What to do:
In the listing below, find the line containing "repository a4f35cbc4551f45b" and the line containing "use crate::errors::FetchError;". Repeat exactly those two lines and every line between them, nothing more.

Recorded information:
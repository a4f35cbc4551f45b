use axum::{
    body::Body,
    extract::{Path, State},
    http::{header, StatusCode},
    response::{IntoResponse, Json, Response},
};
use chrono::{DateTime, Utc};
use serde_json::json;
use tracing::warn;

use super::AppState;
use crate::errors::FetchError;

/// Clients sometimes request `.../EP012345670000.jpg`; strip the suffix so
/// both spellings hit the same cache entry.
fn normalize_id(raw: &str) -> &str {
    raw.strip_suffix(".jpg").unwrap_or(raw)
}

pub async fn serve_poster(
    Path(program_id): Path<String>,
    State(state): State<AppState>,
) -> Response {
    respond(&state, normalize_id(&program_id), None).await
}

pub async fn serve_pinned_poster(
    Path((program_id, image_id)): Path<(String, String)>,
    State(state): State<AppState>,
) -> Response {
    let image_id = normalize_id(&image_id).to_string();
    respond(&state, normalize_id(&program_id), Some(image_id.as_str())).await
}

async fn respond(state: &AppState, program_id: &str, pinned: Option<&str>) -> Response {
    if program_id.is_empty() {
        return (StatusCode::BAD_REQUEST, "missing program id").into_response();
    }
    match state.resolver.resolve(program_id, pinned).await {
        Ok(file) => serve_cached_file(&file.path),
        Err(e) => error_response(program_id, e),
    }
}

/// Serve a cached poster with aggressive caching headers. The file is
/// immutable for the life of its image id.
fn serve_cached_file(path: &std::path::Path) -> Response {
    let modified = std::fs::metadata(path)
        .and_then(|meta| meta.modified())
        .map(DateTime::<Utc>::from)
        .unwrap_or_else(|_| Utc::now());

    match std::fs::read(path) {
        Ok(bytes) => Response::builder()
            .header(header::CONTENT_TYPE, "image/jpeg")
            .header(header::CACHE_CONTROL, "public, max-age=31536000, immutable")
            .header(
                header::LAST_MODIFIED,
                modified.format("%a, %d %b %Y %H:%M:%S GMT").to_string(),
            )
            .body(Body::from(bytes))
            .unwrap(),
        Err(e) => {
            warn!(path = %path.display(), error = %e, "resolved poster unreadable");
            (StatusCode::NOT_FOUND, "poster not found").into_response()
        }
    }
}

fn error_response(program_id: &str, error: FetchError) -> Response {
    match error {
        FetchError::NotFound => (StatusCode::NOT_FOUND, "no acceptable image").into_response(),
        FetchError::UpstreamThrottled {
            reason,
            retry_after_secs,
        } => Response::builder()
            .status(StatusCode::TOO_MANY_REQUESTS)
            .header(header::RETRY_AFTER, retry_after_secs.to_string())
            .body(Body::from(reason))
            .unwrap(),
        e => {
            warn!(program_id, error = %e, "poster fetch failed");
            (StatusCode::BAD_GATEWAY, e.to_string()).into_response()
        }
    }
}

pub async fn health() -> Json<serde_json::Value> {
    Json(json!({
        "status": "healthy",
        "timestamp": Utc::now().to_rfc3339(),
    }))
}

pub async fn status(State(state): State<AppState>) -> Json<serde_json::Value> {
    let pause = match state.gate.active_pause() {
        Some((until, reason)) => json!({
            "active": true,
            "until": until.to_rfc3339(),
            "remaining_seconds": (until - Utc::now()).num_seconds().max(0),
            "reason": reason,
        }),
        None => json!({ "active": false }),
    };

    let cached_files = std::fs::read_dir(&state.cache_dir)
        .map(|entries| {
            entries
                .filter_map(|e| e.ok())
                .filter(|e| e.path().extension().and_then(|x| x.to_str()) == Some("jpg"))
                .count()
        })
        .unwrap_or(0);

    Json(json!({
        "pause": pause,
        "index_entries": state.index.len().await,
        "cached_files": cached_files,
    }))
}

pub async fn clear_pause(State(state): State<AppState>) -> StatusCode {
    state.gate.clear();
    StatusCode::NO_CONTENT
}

--

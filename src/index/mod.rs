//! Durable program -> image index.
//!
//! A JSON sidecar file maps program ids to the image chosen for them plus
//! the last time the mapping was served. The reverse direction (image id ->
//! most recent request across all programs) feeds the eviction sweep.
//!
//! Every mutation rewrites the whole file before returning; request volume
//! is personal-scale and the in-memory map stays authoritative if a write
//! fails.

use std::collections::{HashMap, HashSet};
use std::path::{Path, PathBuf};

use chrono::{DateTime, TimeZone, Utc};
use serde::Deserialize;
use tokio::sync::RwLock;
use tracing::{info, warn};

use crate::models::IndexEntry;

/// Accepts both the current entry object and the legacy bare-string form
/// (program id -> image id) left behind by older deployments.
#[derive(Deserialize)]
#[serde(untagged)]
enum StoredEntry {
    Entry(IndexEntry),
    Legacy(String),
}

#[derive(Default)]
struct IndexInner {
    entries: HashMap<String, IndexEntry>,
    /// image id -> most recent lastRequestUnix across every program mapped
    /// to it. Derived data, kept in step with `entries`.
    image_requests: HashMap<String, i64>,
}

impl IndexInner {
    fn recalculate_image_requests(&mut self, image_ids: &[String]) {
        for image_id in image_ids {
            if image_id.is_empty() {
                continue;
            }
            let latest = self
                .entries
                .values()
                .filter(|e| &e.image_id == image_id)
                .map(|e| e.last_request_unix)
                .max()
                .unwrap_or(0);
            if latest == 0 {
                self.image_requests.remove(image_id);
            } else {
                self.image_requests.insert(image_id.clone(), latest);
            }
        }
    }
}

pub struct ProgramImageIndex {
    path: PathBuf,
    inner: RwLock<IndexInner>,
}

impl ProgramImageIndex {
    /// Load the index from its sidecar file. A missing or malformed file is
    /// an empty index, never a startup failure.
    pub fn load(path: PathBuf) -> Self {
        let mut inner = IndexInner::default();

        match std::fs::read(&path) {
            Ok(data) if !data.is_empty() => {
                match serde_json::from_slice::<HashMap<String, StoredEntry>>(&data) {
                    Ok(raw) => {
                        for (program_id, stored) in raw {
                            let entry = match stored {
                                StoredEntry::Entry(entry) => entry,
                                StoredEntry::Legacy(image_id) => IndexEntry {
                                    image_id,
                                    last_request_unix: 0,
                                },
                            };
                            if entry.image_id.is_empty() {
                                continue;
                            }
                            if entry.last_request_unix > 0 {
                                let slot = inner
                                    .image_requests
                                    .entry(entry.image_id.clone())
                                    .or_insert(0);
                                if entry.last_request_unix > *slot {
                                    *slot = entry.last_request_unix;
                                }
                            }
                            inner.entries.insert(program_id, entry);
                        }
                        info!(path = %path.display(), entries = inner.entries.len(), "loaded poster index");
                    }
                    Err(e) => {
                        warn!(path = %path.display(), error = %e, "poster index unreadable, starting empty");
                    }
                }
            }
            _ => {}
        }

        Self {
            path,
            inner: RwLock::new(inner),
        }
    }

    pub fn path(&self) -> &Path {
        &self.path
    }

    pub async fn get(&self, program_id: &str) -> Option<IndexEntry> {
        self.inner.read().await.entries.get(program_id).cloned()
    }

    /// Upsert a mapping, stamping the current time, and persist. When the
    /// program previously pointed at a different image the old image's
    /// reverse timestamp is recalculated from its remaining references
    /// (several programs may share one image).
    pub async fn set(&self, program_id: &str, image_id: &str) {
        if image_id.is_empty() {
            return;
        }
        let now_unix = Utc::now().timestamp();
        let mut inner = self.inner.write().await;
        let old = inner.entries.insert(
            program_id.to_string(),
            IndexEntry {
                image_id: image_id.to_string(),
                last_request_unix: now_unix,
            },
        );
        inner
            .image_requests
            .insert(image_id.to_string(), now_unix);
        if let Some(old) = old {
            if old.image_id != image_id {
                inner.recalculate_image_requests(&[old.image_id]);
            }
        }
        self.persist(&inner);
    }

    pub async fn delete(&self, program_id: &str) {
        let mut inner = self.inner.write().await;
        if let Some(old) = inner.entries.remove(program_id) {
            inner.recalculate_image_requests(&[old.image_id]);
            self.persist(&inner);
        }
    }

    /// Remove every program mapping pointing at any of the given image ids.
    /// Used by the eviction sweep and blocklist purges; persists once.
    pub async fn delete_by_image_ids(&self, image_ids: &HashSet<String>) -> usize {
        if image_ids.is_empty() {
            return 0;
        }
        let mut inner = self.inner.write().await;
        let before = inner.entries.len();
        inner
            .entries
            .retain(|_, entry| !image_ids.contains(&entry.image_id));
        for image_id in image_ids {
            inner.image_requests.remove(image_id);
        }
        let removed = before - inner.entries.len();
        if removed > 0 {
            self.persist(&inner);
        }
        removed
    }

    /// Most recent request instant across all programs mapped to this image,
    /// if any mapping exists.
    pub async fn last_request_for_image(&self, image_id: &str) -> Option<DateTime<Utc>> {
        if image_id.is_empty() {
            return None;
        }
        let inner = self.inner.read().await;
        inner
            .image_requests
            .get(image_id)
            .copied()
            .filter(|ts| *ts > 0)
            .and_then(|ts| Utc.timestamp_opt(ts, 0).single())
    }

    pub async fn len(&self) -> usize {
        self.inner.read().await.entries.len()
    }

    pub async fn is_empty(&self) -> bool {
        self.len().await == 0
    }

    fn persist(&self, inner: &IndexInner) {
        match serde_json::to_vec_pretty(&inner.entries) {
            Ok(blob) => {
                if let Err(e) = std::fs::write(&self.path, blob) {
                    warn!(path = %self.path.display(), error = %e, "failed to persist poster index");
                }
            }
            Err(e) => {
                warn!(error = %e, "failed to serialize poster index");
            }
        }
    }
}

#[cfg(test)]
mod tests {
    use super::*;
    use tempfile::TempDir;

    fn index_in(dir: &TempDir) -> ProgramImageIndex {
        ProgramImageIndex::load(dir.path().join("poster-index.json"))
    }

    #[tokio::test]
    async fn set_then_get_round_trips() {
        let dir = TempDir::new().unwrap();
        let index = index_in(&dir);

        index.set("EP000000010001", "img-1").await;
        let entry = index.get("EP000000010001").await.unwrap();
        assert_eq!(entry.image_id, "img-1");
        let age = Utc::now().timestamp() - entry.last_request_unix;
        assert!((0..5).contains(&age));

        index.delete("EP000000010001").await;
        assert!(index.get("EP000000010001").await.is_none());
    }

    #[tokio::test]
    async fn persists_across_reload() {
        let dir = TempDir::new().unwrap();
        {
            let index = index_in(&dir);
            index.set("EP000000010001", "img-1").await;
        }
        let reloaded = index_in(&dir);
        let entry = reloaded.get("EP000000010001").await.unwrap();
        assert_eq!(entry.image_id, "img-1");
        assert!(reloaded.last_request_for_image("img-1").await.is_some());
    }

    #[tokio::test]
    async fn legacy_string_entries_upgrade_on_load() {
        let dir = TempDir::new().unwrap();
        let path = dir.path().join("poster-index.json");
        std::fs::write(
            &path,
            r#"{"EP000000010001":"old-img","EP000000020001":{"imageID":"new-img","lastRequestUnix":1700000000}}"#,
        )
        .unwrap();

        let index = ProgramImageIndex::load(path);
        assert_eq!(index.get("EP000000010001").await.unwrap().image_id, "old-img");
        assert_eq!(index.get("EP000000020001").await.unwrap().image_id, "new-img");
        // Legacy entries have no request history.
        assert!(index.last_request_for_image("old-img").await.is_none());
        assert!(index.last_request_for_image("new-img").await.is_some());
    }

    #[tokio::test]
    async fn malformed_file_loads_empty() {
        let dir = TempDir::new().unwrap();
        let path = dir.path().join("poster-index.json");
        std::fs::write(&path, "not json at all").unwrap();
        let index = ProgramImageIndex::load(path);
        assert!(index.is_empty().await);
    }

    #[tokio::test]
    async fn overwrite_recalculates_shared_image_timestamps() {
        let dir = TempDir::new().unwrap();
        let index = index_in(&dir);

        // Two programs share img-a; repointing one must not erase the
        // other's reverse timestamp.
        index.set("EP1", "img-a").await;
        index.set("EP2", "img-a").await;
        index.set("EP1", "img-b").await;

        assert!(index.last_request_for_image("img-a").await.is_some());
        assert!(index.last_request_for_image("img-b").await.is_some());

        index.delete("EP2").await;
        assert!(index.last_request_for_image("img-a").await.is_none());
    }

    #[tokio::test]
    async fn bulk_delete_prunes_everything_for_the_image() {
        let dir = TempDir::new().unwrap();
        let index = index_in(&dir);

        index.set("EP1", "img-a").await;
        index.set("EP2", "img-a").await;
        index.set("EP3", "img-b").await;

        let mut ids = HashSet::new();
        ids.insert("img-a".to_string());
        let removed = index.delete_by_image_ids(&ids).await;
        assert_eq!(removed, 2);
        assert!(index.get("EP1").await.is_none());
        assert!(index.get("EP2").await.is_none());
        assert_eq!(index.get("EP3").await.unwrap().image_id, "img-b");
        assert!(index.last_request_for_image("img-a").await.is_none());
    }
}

--

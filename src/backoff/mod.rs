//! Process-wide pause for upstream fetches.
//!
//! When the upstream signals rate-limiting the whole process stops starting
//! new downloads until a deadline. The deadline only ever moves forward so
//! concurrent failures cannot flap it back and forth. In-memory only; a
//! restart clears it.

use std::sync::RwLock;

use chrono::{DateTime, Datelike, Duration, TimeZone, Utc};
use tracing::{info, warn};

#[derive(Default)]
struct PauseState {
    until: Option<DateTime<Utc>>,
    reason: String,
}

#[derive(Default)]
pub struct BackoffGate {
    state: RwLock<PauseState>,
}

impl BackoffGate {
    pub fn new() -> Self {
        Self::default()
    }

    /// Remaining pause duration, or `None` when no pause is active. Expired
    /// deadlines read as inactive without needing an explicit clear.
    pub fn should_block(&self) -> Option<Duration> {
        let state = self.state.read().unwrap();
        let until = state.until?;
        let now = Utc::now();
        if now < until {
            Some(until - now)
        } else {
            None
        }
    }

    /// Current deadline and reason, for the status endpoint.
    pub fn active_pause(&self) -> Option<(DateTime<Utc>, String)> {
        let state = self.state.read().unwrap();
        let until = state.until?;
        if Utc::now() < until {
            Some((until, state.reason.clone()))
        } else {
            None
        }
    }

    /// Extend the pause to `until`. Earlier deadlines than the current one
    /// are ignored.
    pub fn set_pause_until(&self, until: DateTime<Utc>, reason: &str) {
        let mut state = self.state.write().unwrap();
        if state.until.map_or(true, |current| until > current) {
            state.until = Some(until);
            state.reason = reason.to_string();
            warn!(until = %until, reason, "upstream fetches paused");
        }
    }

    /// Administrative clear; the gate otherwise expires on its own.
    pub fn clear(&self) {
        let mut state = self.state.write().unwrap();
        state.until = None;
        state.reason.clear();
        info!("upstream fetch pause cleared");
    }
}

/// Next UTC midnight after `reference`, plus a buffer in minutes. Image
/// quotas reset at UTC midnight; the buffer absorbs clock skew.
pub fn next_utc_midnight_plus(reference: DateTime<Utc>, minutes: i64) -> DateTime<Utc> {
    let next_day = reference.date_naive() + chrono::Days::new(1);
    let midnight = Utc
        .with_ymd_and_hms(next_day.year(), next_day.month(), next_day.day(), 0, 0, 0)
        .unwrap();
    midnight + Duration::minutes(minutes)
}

Answer for this exercise:
repository a4f35cbc4551f45b
use axum::{
    body::Body,
    extract::{Path, State},
    http::{header, StatusCode},
    response::{IntoResponse, Json, Response},
};
use chrono::{DateTime, Utc};
use serde_json::json;
use tracing::warn;

use super::AppState;
use crate::errors::FetchError;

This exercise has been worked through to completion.